Acting City Manager Steve Cox warned city employees Monday to steer clear of politics at work after the Colorado Springs Police Protective Association sent an email to a dozen employees stating that Steve Bach would cut their pay and benefits if elected mayor.
The warning was triggered by demands from Bach that Cox investigate the origin of the email and “immediately” send all city employees a follow-up email encouraging them to disregard the police association’s letter and to “vote based on their own research.”
When Bach made his request Sunday morning, he thought the email was being circulated internally by city employees, Laura Carno, Bach’s chief of staff, said Tuesday.
“The PPA piece wasn’t clarified until after Cox got back to Steve,” she said.
“If that had been something that was being distributed from city employees to city employees, it would have been appropriate for the city manager to say, ‘Stop sending this stuff around,’” she added.
Cox told Bach on Sunday he would look into it, but rejected Bach’s request to send an email to employees, saying he didn’t want to violate the Fair Campaign Practices Act. City employees are prohibited from using “office supplies or equipment, including computers, telephones, printers or fax machines to create materials urging electors to vote for or against a campaign issue or candidate.”
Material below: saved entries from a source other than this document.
//! Dense subset table and the bitmask enumeration over it.
//!
//! Subset `mask` holds order `i` when bit `i` is set. Clearing the lowest set
//! bit of a mask yields a strictly smaller mask, so visiting masks in
//! ascending order always finds the predecessor already filled in. A subset
//! that breaks a constraint stays empty and is never extended: weight and
//! volume only grow, the latest pickup only moves later and the earliest
//! delivery only moves earlier as orders are added.

use chrono::NaiveDate;
use loadwise_core::{Capacity, Order, Selection};

/// Running totals for one feasible subset.
///
/// Payout accumulates in `u128`, which no lane of
/// [`MAX_ORDERS`](loadwise_core::MAX_ORDERS) `u64` payouts can overflow, so
/// subsets compare exactly whatever the inputs.
#[derive(Debug, Clone, Copy, PartialEq, Eq)]
pub(crate) struct SubsetState {
    pub(crate) payout_cents: u128,
    pub(crate) weight_lbs: u32,
    pub(crate) volume_cuft: u32,
    pub(crate) latest_pickup: NaiveDate,
    pub(crate) earliest_delivery: NaiveDate,
}

impl SubsetState {
    /// State of the empty subset. The date sentinels sit at the ends of the
    /// representable calendar so any real order replaces both.
    pub(crate) const EMPTY: Self = Self {
        payout_cents: 0,
        weight_lbs: 0,
        volume_cuft: 0,
        latest_pickup: NaiveDate::MIN,
        earliest_delivery: NaiveDate::MAX,
    };

    /// Add `order` to this subset, or `None` if the result is infeasible.
    pub(crate) fn extend(self, order: &Order, capacity: Capacity) -> Option<Self> {
        let weight_lbs = self
            .weight_lbs
            .checked_add(order.weight_lbs)
            .filter(|&weight| weight <= capacity.max_weight_lbs)?;
        let volume_cuft = self
            .volume_cuft
            .checked_add(order.volume_cuft)
            .filter(|&volume| volume <= capacity.max_volume_cuft)?;
        let latest_pickup = self.latest_pickup.max(order.pickup_date);
        let earliest_delivery = self.earliest_delivery.min(order.delivery_date);
        if latest_pickup > earliest_delivery {
            return None;
        }
        Some(Self {
            payout_cents: self.payout_cents + u128::from(order.payout_cents),
            weight_lbs,
            volume_cuft,
            latest_pickup,
            earliest_delivery,
        })
    }
}

/// Arena of subset states indexed directly by membership mask.
///
/// `None` marks a subset that is infeasible or has an infeasible
/// predecessor.
#[derive(Debug)]
pub(crate) struct SubsetTable {
    states: Vec<Option<SubsetState>>,
}

impl SubsetTable {
    /// Allocate a table for every subset of `order_count` orders.
    pub(crate) fn new(order_count: usize) -> Self {
        let mut states = vec![None; 1_usize << order_count];
        if let Some(empty) = states.first_mut() {
            *empty = Some(SubsetState::EMPTY);
        }
        Self { states }
    }

    /// Number of subsets, including the empty one.
    pub(crate) fn len(&self) -> usize {
        self.states.len()
    }

    pub(crate) fn get(&self, mask: usize) -> Option<SubsetState> {
        self.states.get(mask).copied().flatten()
    }

    fn insert(&mut self, mask: usize, state: SubsetState) {
        if let Some(slot) = self.states.get_mut(mask) {
            *slot = Some(state);
        }
    }
}

/// Enumerate every subset of `orders` and return the best-paying feasible
/// one.
///
/// Only a strictly greater payout replaces the incumbent, so among equal
/// payouts the numerically smallest mask wins. Time and memory are both
/// proportional to `2^orders.len()`.
pub(crate) fn search(capacity: Capacity, orders: &[&Order]) -> Selection {
    let mut table = SubsetTable::new(orders.len());
    let mut best_mask = 0_usize;
    let mut best_payout = 0_u128;

    for mask in 1..table.len() {
        let last_added = mask.trailing_zeros() as usize;
        let predecessor = mask & (mask - 1);
        let Some(previous) = table.get(predecessor) else {
            continue;
        };
        let Some(order) = orders.get(last_added) else {
            continue;
        };
        let Some(state) = previous.extend(order, capacity) else {
            continue;
        };
        table.insert(mask, state);
        if state.payout_cents > best_payout {
            best_payout = state.payout_cents;
            best_mask = mask;
        }
    }

    decode(&table, best_mask, orders.len())
}

/// Expand `mask` into a [`Selection`].
///
/// Orders within [`MAX_PAYOUT_CENTS`](loadwise_core::MAX_PAYOUT_CENTS) always total less than `u64::MAX`.
/// Larger inputs still choose the right subset, but the reported payout is
/// capped at `u64::MAX`.
fn decode(table: &SubsetTable, mask: usize, order_count: usize) -> Selection {
    if mask == 0 {
        return Selection::empty();
    }
    let Some(state) = table.get(mask) else {
        return Selection::empty();
    };
    Selection {
        indices: (0..order_count)
            .filter(|&bit| mask & (1_usize << bit) != 0)
            .collect(),
        total_payout_cents: u64::try_from(state.payout_cents).unwrap_or(u64::MAX),
        total_weight_lbs: u64::from(state.weight_lbs),
        total_volume_cuft: u64::from(state.volume_cuft),
    }
}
“I checked with legal and I would be in violation of the FCPA if I were to circulate the letter that you sent me,” Cox said in an email about 5:30 p.m. Sunday.
The police association letter identifies Bach as a “local developer” who would “drastically” cut employee pay and benefits to solve the city’s financial problems. The email included two attachments, including a November 2009 letter to Mayor Lionel Rivera and the City Council from Steve Bartolin, president and CEO of The Broadmoor hotel. In that letter, Bartolin said city employees’ benefit and pension plans are “not only Cadillac but more Ferrari” compared to the private sector.
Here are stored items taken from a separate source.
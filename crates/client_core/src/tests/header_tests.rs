use super::*;

use futures::stream;

async fn feed_closes(feed: &ScrollFeed) -> bool {
    for _ in 0..16 {
        if !feed.push(0) {
            return true;
        }
        tokio::task::yield_now().await;
    }
    false
}

fn visibility_after(offsets: &[u32]) -> bool {
    let mut state = ScrollState::default();
    offsets
        .iter()
        .fold(true, |_, offset| state.observe(*offset))
}

#[test]
fn near_top_always_shows_header() {
    assert!(visibility_after(&[500, 900, 9]));
    assert!(visibility_after(&[0]));
    assert!(visibility_after(&[20, 40, 60, 5]));
}

#[test]
fn scrolling_down_hides_and_stays_hidden() {
    let mut state = ScrollState::default();
    assert!(!state.observe(12));
    for offset in [40, 80, 200, 1_000] {
        assert!(!state.observe(offset), "offset {offset} should hide header");
    }
}

#[test]
fn scrolling_up_or_holding_still_shows_header() {
    let mut state = ScrollState::default();
    state.observe(300);
    state.observe(400);
    assert!(!state.header_visible);

    assert!(state.observe(400), "stationary offset shows header");
    state.observe(500);
    assert!(state.observe(350), "scrolling up shows header");
    assert_eq!(state.last_known_offset, 350);
}

#[tokio::test]
async fn subscription_applies_injected_offsets() {
    let controller = HeaderVisibilityController::new();
    let mut rx = controller.watch();

    controller.start(stream::iter(vec![50, 120, 300]));
    let state = rx
        .wait_for(|state| state.last_known_offset == 300)
        .await
        .map(|state| *state)
        .expect("state");
    assert!(!state.header_visible);
}

#[tokio::test]
async fn stop_detaches_scroll_source() {
    let controller = HeaderVisibilityController::new();
    let (feed, source) = scroll_feed();
    let mut rx = controller.watch();

    controller.start(source);
    assert!(controller.is_subscribed());
    assert!(feed.push(200));
    rx.wait_for(|state| state.last_known_offset == 200)
        .await
        .expect("first offset");

    controller.stop();
    assert!(!controller.is_subscribed());
    assert!(
        feed_closes(&feed).await,
        "feed must be closed once the subscription stops"
    );
    assert_eq!(controller.state().last_known_offset, 200);
}

#[tokio::test]
async fn dropping_controller_closes_feed() {
    let controller = HeaderVisibilityController::new();
    let (feed, source) = scroll_feed();
    controller.start(source);
    drop(controller);

    assert!(feed_closes(&feed).await);
}

#[tokio::test]
async fn restarting_replaces_previous_subscription() {
    let controller = HeaderVisibilityController::new();
    let (first_feed, first_source) = scroll_feed();
    let (second_feed, second_source) = scroll_feed();

    controller.start(first_source);
    controller.start(second_source);

    assert!(feed_closes(&first_feed).await);
    assert!(second_feed.push(100));
}

#[test]
fn synchronous_observe_updates_watchers() {
    let controller = HeaderVisibilityController::new();
    let rx = controller.watch();
    controller.observe(30);
    controller.observe(60);
    assert!(!rx.borrow().header_visible);
    controller.observe(3);
    assert!(rx.borrow().header_visible);
}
Bartolin’s letter led to the creation of the City Committee, an advisory group that is recommending a review of city employees’ salaries and benefits, among other things.
“Mr. Bach’s candidacy is supported by the Broadmoor Hotel and Steve Bartolin and many private sector interests who stand to profit from his ‘outsourcing’ ideas,” according to the email sent by the Police Protective Association, which endorsed Bach’s opponent, Richard Skorman.
Bach and Skorman are in a runoff election May 17 to be the city’s first strong mayor. Ballots in the mail election went out last week.
Robin Rogers, executive director of the association, said the group inadvertently sent the email to a dozen city employees at work, including Terri Velasquez, the city’s financial and administrative services director, and Jennifer Stroh, a risk management supervisor.
“I sent it out to who I have on my general email address list,” she said. “I probably have between 150 and 200 addresses on that list. That’s how those 12 are in there. It’s certainly not intentional. In fact, typically I ask people to use their personal email addresses but there are some who had written their city addresses.”
After being contacted by The Gazette, Rogers sent an email to everyone on her list informing them that city and work email addresses will be eliminated from the list.
“I apologize to our members if any emails we sent out offended anyone in the city who received them at work,” Rogers wrote in the email, which she also sent to The Gazette and Cox.
“Our efforts have always been in good faith to communicate with folks through their private addresses,” she wrote.
Rogers said the police association didn’t write the letter portraying Bach in a negative light, but the board decided to pass it along because it was “factual.”
Carno, Bach’s chief of staff, said the letter isn’t accurate.
“It’s just scare tactics,” she said. “We’ve seen these things before. Steve Bach has said none of those things that the letter says he’s going to do, so it’s just scare tactics from people who prefer another candidate.”